_Stored data_
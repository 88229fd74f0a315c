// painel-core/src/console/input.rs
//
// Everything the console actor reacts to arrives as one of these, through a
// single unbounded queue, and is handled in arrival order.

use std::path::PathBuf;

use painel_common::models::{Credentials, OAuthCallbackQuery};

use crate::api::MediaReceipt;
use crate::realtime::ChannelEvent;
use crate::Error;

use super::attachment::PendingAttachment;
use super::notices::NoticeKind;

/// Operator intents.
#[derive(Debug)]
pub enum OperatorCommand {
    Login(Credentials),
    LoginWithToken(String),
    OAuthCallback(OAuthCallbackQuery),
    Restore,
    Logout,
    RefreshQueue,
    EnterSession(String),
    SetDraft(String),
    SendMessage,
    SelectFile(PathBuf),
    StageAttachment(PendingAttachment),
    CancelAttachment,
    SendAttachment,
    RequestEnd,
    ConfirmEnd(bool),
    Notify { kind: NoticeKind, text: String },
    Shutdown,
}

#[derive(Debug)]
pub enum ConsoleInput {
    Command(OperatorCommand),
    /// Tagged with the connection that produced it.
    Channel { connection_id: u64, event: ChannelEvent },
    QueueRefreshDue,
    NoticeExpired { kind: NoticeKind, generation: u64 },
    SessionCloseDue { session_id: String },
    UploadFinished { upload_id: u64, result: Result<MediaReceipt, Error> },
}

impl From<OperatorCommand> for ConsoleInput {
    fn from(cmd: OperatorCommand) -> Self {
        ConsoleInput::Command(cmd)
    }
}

...

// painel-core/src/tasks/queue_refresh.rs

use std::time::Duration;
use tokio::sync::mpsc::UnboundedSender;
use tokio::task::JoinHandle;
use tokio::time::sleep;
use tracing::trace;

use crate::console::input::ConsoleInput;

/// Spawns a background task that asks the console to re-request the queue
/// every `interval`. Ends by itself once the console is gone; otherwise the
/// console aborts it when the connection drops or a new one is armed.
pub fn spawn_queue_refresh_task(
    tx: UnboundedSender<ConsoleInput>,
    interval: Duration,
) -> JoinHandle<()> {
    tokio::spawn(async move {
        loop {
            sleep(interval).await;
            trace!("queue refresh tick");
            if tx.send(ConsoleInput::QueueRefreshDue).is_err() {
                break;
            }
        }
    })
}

_REQUIREMENT_
Pull every line with the word "trace" from the data.

_YOUR RESPONSE_
use tracing::trace;
            trace!("queue refresh tick");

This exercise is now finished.